> YOUR OBJECTIVE: Extract, from the records beneath this instruction, each line that contains the word "true".

> TASK INPUT:
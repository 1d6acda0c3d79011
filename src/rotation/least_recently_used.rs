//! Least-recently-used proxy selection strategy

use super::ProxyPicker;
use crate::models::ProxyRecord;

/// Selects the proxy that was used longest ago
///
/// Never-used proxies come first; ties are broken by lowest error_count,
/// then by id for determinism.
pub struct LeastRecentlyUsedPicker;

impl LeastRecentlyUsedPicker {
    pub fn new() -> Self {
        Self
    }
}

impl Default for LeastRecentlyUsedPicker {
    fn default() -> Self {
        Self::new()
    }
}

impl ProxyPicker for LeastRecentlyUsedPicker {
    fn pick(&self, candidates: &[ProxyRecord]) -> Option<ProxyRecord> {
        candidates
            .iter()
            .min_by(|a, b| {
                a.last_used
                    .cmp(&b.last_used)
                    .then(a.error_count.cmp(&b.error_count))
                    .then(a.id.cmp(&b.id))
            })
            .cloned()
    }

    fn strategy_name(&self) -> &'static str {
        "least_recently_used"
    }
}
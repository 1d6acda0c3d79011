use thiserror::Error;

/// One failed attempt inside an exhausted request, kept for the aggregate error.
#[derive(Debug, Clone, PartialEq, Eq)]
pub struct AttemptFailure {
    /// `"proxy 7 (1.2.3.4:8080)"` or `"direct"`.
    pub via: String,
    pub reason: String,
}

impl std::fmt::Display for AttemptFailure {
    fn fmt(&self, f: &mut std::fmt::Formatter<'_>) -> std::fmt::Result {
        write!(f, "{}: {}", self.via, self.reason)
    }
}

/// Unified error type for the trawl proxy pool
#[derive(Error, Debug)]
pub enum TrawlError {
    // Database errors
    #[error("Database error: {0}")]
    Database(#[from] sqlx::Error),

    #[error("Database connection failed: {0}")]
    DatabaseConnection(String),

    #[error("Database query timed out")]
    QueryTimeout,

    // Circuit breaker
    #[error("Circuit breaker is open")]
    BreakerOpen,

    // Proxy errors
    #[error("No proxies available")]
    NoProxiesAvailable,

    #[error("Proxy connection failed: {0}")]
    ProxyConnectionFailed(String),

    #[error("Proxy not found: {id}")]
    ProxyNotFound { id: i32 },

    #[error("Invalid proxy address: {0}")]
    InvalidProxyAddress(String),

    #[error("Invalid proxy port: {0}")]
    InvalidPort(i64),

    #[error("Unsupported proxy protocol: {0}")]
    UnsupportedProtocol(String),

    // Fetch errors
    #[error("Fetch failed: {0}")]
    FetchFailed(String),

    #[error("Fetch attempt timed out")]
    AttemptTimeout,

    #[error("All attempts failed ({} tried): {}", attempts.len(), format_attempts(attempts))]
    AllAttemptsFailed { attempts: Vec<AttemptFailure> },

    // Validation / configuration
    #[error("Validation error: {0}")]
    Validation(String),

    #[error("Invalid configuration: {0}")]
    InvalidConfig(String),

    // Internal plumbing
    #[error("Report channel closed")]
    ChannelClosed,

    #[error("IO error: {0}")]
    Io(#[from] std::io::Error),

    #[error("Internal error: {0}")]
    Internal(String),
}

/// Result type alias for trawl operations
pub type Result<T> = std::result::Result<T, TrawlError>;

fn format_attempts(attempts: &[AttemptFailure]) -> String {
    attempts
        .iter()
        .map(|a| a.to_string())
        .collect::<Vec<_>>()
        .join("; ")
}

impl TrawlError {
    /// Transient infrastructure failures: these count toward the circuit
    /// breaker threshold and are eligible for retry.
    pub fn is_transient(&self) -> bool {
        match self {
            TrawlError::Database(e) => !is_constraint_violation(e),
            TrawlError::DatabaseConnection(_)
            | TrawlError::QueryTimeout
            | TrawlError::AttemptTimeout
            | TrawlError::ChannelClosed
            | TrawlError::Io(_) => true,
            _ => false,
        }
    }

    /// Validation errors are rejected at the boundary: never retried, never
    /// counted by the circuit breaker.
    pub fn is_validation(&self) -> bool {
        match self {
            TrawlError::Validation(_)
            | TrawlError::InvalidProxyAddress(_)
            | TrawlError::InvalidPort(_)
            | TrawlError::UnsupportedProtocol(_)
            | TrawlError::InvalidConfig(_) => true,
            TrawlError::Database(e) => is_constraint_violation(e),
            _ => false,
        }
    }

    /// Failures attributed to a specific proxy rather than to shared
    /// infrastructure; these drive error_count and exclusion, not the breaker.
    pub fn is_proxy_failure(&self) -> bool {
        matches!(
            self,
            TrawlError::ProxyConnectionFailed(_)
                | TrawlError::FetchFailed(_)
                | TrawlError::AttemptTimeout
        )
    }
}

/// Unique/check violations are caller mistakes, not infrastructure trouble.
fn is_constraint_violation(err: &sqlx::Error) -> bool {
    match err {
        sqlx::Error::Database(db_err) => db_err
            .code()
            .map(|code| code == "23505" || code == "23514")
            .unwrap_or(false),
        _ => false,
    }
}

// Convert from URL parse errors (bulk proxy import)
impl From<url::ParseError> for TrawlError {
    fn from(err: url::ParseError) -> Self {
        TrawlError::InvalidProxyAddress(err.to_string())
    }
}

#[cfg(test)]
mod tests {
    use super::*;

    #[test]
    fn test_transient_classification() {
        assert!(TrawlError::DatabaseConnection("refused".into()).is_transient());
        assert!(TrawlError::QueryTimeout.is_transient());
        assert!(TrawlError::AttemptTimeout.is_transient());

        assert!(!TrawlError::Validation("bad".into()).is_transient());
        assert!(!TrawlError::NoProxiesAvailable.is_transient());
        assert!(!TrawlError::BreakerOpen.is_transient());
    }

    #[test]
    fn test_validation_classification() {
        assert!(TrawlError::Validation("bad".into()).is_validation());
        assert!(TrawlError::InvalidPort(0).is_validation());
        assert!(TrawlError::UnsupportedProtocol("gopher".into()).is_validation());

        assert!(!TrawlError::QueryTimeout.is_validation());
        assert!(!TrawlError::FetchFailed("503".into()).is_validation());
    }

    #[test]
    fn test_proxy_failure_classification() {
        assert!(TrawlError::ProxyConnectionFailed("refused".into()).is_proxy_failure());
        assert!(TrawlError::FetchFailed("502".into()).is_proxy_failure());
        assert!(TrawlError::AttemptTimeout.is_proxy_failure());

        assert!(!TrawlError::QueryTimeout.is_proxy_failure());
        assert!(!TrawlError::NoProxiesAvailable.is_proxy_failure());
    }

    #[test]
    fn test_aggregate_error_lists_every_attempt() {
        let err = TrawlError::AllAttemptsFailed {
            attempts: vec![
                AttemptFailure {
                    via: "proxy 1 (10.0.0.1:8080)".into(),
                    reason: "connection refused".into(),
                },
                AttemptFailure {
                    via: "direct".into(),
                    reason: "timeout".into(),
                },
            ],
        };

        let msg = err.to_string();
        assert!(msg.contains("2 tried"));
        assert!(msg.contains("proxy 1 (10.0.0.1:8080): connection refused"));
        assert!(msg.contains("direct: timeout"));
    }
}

> ANSWER AREA:
            | TrawlError::Io(_) => true,
            | TrawlError::InvalidConfig(_) => true,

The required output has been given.